▶ WHAT TO WORK ON:
Filter the listing below, please, and copy only the lines with the word "ConfigError".

▶ DATASET EXTRACT:
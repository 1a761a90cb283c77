use std::env;
use std::fs;
use std::path::{Path, PathBuf};

use serde::{Deserialize, Serialize};
use thiserror::Error;

use crate::reports::ApproverMatching;

#[derive(Clone, Debug)]
pub struct AppConfig {
    pub database: DatabaseConfig,
    pub server: ServerConfig,
    pub logging: LoggingConfig,
    pub reporting: ReportingConfig,
}

#[derive(Clone, Debug)]
pub struct DatabaseConfig {
    pub url: String,
    pub max_connections: u32,
    pub timeout_secs: u64,
}

#[derive(Clone, Debug)]
pub struct ServerConfig {
    pub bind_address: String,
    pub port: u16,
    pub graceful_shutdown_secs: u64,
}

#[derive(Clone, Debug)]
pub struct LoggingConfig {
    pub level: String,
    pub format: LogFormat,
}

#[derive(Clone, Debug)]
pub struct ReportingConfig {
    /// Keep matching free-text approver names for records that predate the
    /// approver-id relation. Turn off once the migration is complete.
    pub legacy_approver_matching: bool,
    pub recent_activity_limit: usize,
}

impl ReportingConfig {
    pub fn matching_mode(&self) -> ApproverMatching {
        if self.legacy_approver_matching {
            ApproverMatching::Legacy
        } else {
            ApproverMatching::Strict
        }
    }
}

#[derive(Clone, Copy, Debug, PartialEq, Eq, Serialize, Deserialize)]
#[serde(rename_all = "snake_case")]
pub enum LogFormat {
    Compact,
    Pretty,
    Json,
}

#[derive(Clone, Debug, Default)]
pub struct ConfigOverrides {
    pub database_url: Option<String>,
    pub log_level: Option<String>,
    pub bind_address: Option<String>,
    pub port: Option<u16>,
    pub legacy_approver_matching: Option<bool>,
}

#[derive(Clone, Debug, Default)]
pub struct LoadOptions {
    pub config_path: Option<PathBuf>,
    pub require_file: bool,
    pub overrides: ConfigOverrides,
}

#[derive(Debug, Error)]
pub enum ConfigError {
    #[error("could not read config file `{path}`: {source}")]
    ReadFile { path: PathBuf, source: std::io::Error },
    #[error("could not parse config file `{path}`: {source}")]
    ParseFile { path: PathBuf, source: toml::de::Error },
    #[error("required config file was not found: `{0}`")]
    MissingConfigFile(PathBuf),
    #[error("environment variable interpolation failed for `{var}`")]
    MissingEnvInterpolation { var: String },
    #[error("unterminated environment interpolation expression")]
    UnterminatedInterpolation,
    #[error("invalid environment override for `{key}`: `{value}`")]
    InvalidEnvOverride { key: String, value: String },
    #[error("configuration validation failed: {0}")]
    Validation(String),
}

impl Default for AppConfig {
    fn default() -> Self {
        Self {
            database: DatabaseConfig {
                url: "sqlite://claimdesk.db".to_string(),
                max_connections: 5,
                timeout_secs: 30,
            },
            server: ServerConfig {
                bind_address: "127.0.0.1".to_string(),
                port: 8080,
                graceful_shutdown_secs: 15,
            },
            logging: LoggingConfig { level: "info".to_string(), format: LogFormat::Compact },
            reporting: ReportingConfig {
                legacy_approver_matching: true,
                recent_activity_limit: crate::reports::DEFAULT_RECENT_ACTIVITY_LIMIT,
            },
        }
    }
}

impl std::str::FromStr for LogFormat {
    type Err = ConfigError;

    fn from_str(value: &str) -> Result<Self, Self::Err> {
        match value.trim().to_ascii_lowercase().as_str() {
            "compact" => Ok(Self::Compact),
            "pretty" => Ok(Self::Pretty),
            "json" => Ok(Self::Json),
            other => Err(ConfigError::Validation(format!(
                "unsupported log format `{other}` (expected compact|pretty|json)"
            ))),
        }
    }
}

impl AppConfig {
    pub fn load(options: LoadOptions) -> Result<Self, ConfigError> {
        let mut config = Self::default();
        let maybe_path = resolve_config_path(options.config_path.as_deref());

        if let Some(path) = maybe_path {
            let patch = read_patch(&path)?;
            config.apply_patch(patch);
        } else if options.require_file {
            let expected = options.config_path.unwrap_or_else(|| PathBuf::from("claimdesk.toml"));
            return Err(ConfigError::MissingConfigFile(expected));
        }

        config.apply_env_overrides()?;
        config.apply_overrides(options.overrides);
        config.validate()?;

        Ok(config)
    }

    fn apply_patch(&mut self, patch: ConfigPatch) {
        if let Some(database) = patch.database {
            if let Some(url) = database.url {
                self.database.url = url;
            }
            if let Some(max_connections) = database.max_connections {
                self.database.max_connections = max_connections;
            }
            if let Some(timeout_secs) = database.timeout_secs {
                self.database.timeout_secs = timeout_secs;
            }
        }

        if let Some(server) = patch.server {
            if let Some(bind_address) = server.bind_address {
                self.server.bind_address = bind_address;
            }
            if let Some(port) = server.port {
                self.server.port = port;
            }
            if let Some(graceful_shutdown_secs) = server.graceful_shutdown_secs {
                self.server.graceful_shutdown_secs = graceful_shutdown_secs;
            }
        }

        if let Some(logging) = patch.logging {
            if let Some(level) = logging.level {
                self.logging.level = level;
            }
            if let Some(format) = logging.format {
                self.logging.format = format;
            }
        }

        if let Some(reporting) = patch.reporting {
            if let Some(legacy) = reporting.legacy_approver_matching {
                self.reporting.legacy_approver_matching = legacy;
            }
            if let Some(limit) = reporting.recent_activity_limit {
                self.reporting.recent_activity_limit = limit;
            }
        }
    }

    fn apply_env_overrides(&mut self) -> Result<(), ConfigError> {
        if let Some(value) = read_env("CLAIMDESK_DATABASE_URL") {
            self.database.url = value;
        }
        if let Some(value) = read_env("CLAIMDESK_DATABASE_MAX_CONNECTIONS") {
            self.database.max_connections =
                parse_u32("CLAIMDESK_DATABASE_MAX_CONNECTIONS", &value)?;
        }
        if let Some(value) = read_env("CLAIMDESK_DATABASE_TIMEOUT_SECS") {
            self.database.timeout_secs = parse_u64("CLAIMDESK_DATABASE_TIMEOUT_SECS", &value)?;
        }

        if let Some(value) = read_env("CLAIMDESK_SERVER_BIND_ADDRESS") {
            self.server.bind_address = value;
        }
        if let Some(value) = read_env("CLAIMDESK_SERVER_PORT") {
            self.server.port = parse_u16("CLAIMDESK_SERVER_PORT", &value)?;
        }
        if let Some(value) = read_env("CLAIMDESK_SERVER_GRACEFUL_SHUTDOWN_SECS") {
            self.server.graceful_shutdown_secs =
                parse_u64("CLAIMDESK_SERVER_GRACEFUL_SHUTDOWN_SECS", &value)?;
        }

        if let Some(value) = read_env("CLAIMDESK_REPORTING_LEGACY_APPROVER_MATCHING") {
            self.reporting.legacy_approver_matching =
                parse_bool("CLAIMDESK_REPORTING_LEGACY_APPROVER_MATCHING", &value)?;
        }
        if let Some(value) = read_env("CLAIMDESK_REPORTING_RECENT_ACTIVITY_LIMIT") {
            self.reporting.recent_activity_limit =
                parse_u32("CLAIMDESK_REPORTING_RECENT_ACTIVITY_LIMIT", &value)? as usize;
        }

        let log_level =
            read_env("CLAIMDESK_LOGGING_LEVEL").or_else(|| read_env("CLAIMDESK_LOG_LEVEL"));
        if let Some(value) = log_level {
            self.logging.level = value;
        }
        let log_format =
            read_env("CLAIMDESK_LOGGING_FORMAT").or_else(|| read_env("CLAIMDESK_LOG_FORMAT"));
        if let Some(value) = log_format {
            self.logging.format = value.parse()?;
        }

        Ok(())
    }

    fn apply_overrides(&mut self, overrides: ConfigOverrides) {
        if let Some(database_url) = overrides.database_url {
            self.database.url = database_url;
        }
        if let Some(log_level) = overrides.log_level {
            self.logging.level = log_level;
        }
        if let Some(bind_address) = overrides.bind_address {
            self.server.bind_address = bind_address;
        }
        if let Some(port) = overrides.port {
            self.server.port = port;
        }
        if let Some(legacy) = overrides.legacy_approver_matching {
            self.reporting.legacy_approver_matching = legacy;
        }
    }

    pub fn validate(&self) -> Result<(), ConfigError> {
        validate_database(&self.database)?;
        validate_server(&self.server)?;
        validate_logging(&self.logging)?;
        validate_reporting(&self.reporting)?;
        Ok(())
    }
}
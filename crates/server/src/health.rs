use axum::{extract::State, http::StatusCode, routing::get, Json, Router};
use chrono::Utc;
use claimdesk_db::DbPool;
use serde::Serialize;

#[derive(Clone)]
pub struct HealthState {
    db_pool: DbPool,
}

#[derive(Clone, Debug, PartialEq, Eq, Serialize)]
pub struct HealthCheck {
    pub status: &'static str,
    pub detail: String,
}

#[derive(Clone, Debug, PartialEq, Eq, Serialize)]
pub struct HealthResponse {
    pub status: &'static str,
    pub service: HealthCheck,
    pub database: HealthCheck,
    pub checked_at: String,
}

pub fn router(db_pool: DbPool) -> Router {
    Router::new().route("/health", get(health)).with_state(HealthState { db_pool })
}

pub async fn health(State(state): State<HealthState>) -> (StatusCode, Json<HealthResponse>) {
    let database = database_check(&state.db_pool).await;
    let ready = database.status == "ready";

    let payload = HealthResponse {
        status: if ready { "ready" } else { "degraded" },
        service: HealthCheck {
            status: "ready",
            detail: "claimdesk-server runtime initialized".to_string(),
        },
        database,
        checked_at: Utc::now().to_rfc3339(),
    };

    let status_code = if ready { StatusCode::OK } else { StatusCode::SERVICE_UNAVAILABLE };
    (status_code, Json(payload))
}

async fn database_check(pool: &DbPool) -> HealthCheck {
    match sqlx::query_scalar::<_, i64>("SELECT 1").fetch_one(pool).await {
        Ok(_) => HealthCheck { status: "ready", detail: "database query succeeded".to_string() },
        Err(error) => {
            HealthCheck { status: "degraded", detail: format!("database query failed: {error}") }
        }
    }
}

#[cfg(test)]
mod tests {
    use axum::{extract::State, http::StatusCode, Json};
    use claimdesk_db::connect_with_settings;

    use super::{health, HealthState};

    #[tokio::test]
    async fn health_reports_ready_when_database_is_reachable() {
        let pool = connect_with_settings("sqlite::memory:?cache=shared", 1, 5)
            .await
            .expect("pool should connect");

        let (status, Json(payload)) = health(State(HealthState { db_pool: pool.clone() })).await;

        assert_eq!(status, StatusCode::OK);
        assert_eq!(payload.status, "ready");
        assert_eq!(payload.database.status, "ready");

        pool.close().await;
    }

    #[tokio::test]
    async fn health_degrades_when_database_is_unavailable() {
        let pool = connect_with_settings("sqlite::memory:?cache=shared", 1, 5)
            .await
            .expect("pool should connect");
        pool.close().await;

        let (status, Json(payload)) = health(State(HealthState { db_pool: pool })).await;

        assert_eq!(status, StatusCode::SERVICE_UNAVAILABLE);
        assert_eq!(payload.status, "degraded");
        assert_eq!(payload.service.status, "ready");
    }
}
use claimdesk_core::config::{AppConfig, LoadOptions};
use claimdesk_db::{connect, migrations};
use serde::Serialize;

#[derive(Clone, Copy, Debug, PartialEq, Eq, Serialize)]
#[serde(rename_all = "snake_case")]
enum CheckStatus {
    Pass,
    Fail,
    Skipped,
}

#[derive(Debug, Serialize)]
struct DoctorCheck {
    name: &'static str,
    status: CheckStatus,
    details: String,
}

#[derive(Debug, Serialize)]
struct DoctorReport {
    overall_status: CheckStatus,
    summary: String,
    checks: Vec<DoctorCheck>,
}

pub fn run(json_output: bool) -> String {
    let report = build_report();

    if json_output {
        return serde_json::to_string_pretty(&report).unwrap_or_else(|error| {
            format!(
                "{{\"overall_status\":\"fail\",\"summary\":\"doctor serialization failed\",\"error\":\"{}\"}}",
                escape_json(&error.to_string())
            )
        });
    }

    render_human(&report)
}

fn build_report() -> DoctorReport {
    let mut checks = Vec::new();

    match AppConfig::load(LoadOptions::default()) {
        Ok(config) => {
            checks.push(DoctorCheck {
                name: "config_validation",
                status: CheckStatus::Pass,
                details: "configuration loaded and validated".to_string(),
            });
            checks.extend(database_checks(&config));
        }
        Err(error) => {
            checks.push(DoctorCheck {
                name: "config_validation",
                status: CheckStatus::Fail,
                details: error.to_string(),
            });
            checks.push(DoctorCheck {
                name: "database_connectivity",
                status: CheckStatus::Skipped,
                details: "skipped because configuration did not load".to_string(),
            });
            checks.push(DoctorCheck {
                name: "schema_readiness",
                status: CheckStatus::Skipped,
                details: "skipped because configuration did not load".to_string(),
            });
        }
    }

    let all_pass = checks.iter().all(|check| check.status == CheckStatus::Pass);
    let overall_status = if all_pass { CheckStatus::Pass } else { CheckStatus::Fail };
    let summary = if all_pass {
        "doctor: all readiness checks passed".to_string()
    } else {
        "doctor: one or more readiness checks failed".to_string()
    };

    DoctorReport { overall_status, summary, checks }
}

fn database_checks(config: &AppConfig) -> Vec<DoctorCheck> {
    let runtime = match tokio::runtime::Builder::new_current_thread().enable_all().build() {
        Ok(runtime) => runtime,
        Err(error) => {
            return vec![DoctorCheck {
                name: "database_connectivity",
                status: CheckStatus::Fail,
                details: format!("failed to initialize async runtime: {error}"),
            }];
        }
    };

    runtime.block_on(async {
        let pool = match connect(&config.database).await {
            Ok(pool) => pool,
            Err(error) => {
                return vec![
                    DoctorCheck {
                        name: "database_connectivity",
                        status: CheckStatus::Fail,
                        details: format!("failed to connect to database: {error}"),
                    },
                    DoctorCheck {
                        name: "schema_readiness",
                        status: CheckStatus::Skipped,
                        details: "skipped because the database is unreachable".to_string(),
                    },
                ];
            }
        };

        let mut checks = vec![DoctorCheck {
            name: "database_connectivity",
            status: CheckStatus::Pass,
            details: format!("connected using `{}`", config.database.url),
        }];

        checks.push(match migrations::schema_ready(&pool).await {
            Ok(true) => DoctorCheck {
                name: "schema_readiness",
                status: CheckStatus::Pass,
                details: "baseline schema is present".to_string(),
            },
            Ok(false) => DoctorCheck {
                name: "schema_readiness",
                status: CheckStatus::Fail,
                details: "baseline tables missing; run `claimdesk migrate`".to_string(),
            },
            Err(error) => DoctorCheck {
                name: "schema_readiness",
                status: CheckStatus::Fail,
                details: format!("schema query failed: {error}"),
            },
        });

        pool.close().await;
        checks
    })
}

fn render_human(report: &DoctorReport) -> String {
    let mut lines = Vec::new();
    lines.push(report.summary.clone());

    for check in &report.checks {
        let marker = match check.status {
            CheckStatus::Pass => "ok",
            CheckStatus::Fail => "fail",
            CheckStatus::Skipped => "skip",
        };
        lines.push(format!("- [{marker}] {}: {}", check.name, check.details));
    }

    lines.join("\n")
}

fn escape_json(value: &str) -> String {
    value.replace('\\', "\\\\").replace('"', "\\\"")
}
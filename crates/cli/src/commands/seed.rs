use crate::commands::CommandResult;
use claimdesk_core::config::{AppConfig, LoadOptions};
use claimdesk_db::{connect, migrations, DemoSeedDataset};

pub fn run() -> CommandResult {
    let config = match AppConfig::load(LoadOptions::default()) {
        Ok(config) => config,
        Err(error) => {
            return CommandResult::failure(
                "seed",
                "config_validation",
                format!("configuration issue: {error}"),
                2,
            );
        }
    };

    let runtime = match tokio::runtime::Builder::new_current_thread().enable_all().build() {
        Ok(runtime) => runtime,
        Err(error) => {
            return CommandResult::failure(
                "seed",
                "runtime_init",
                format!("failed to initialize async runtime: {error}"),
                3,
            );
        }
    };

    let result = runtime.block_on(async {
        let pool = connect(&config.database)
            .await
            .map_err(|error| ("db_connectivity", error.to_string(), 4u8))?;
        migrations::run_pending(&pool)
            .await
            .map_err(|error| ("migration", error.to_string(), 5u8))?;

        let seeded = DemoSeedDataset::load(&pool)
            .await
            .map_err(|error| ("seed_load", error.to_string(), 6u8))?;
        let verification = DemoSeedDataset::verify(&pool)
            .await
            .map_err(|error| ("seed_verify", error.to_string(), 7u8))?;
        pool.close().await;

        if !verification.passed() {
            let failed: Vec<String> = verification
                .checks
                .iter()
                .filter(|check| !check.passed)
                .map(|check| format!("{}: {}", check.name, check.details))
                .collect();
            return Err(("seed_contract", failed.join("; "), 8u8));
        }

        Ok::<_, (&'static str, String, u8)>(seeded)
    });

    match result {
        Ok(seeded) => CommandResult::success(
            "seed",
            format!(
                "loaded {} demo users and {} demo requests",
                seeded.users_seeded, seeded.requests_seeded
            ),
        ),
        Err((error_class, message, exit_code)) => {
            CommandResult::failure("seed", error_class, message, exit_code)
        }
    }
}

▶ EXERCISE RESPONSE:
pub enum ConfigError {
    type Err = ConfigError;
            other => Err(ConfigError::Validation(format!(
    pub fn load(options: LoadOptions) -> Result<Self, ConfigError> {
            return Err(ConfigError::MissingConfigFile(expected));
    fn apply_env_overrides(&mut self) -> Result<(), ConfigError> {
    pub fn validate(&self) -> Result<(), ConfigError> {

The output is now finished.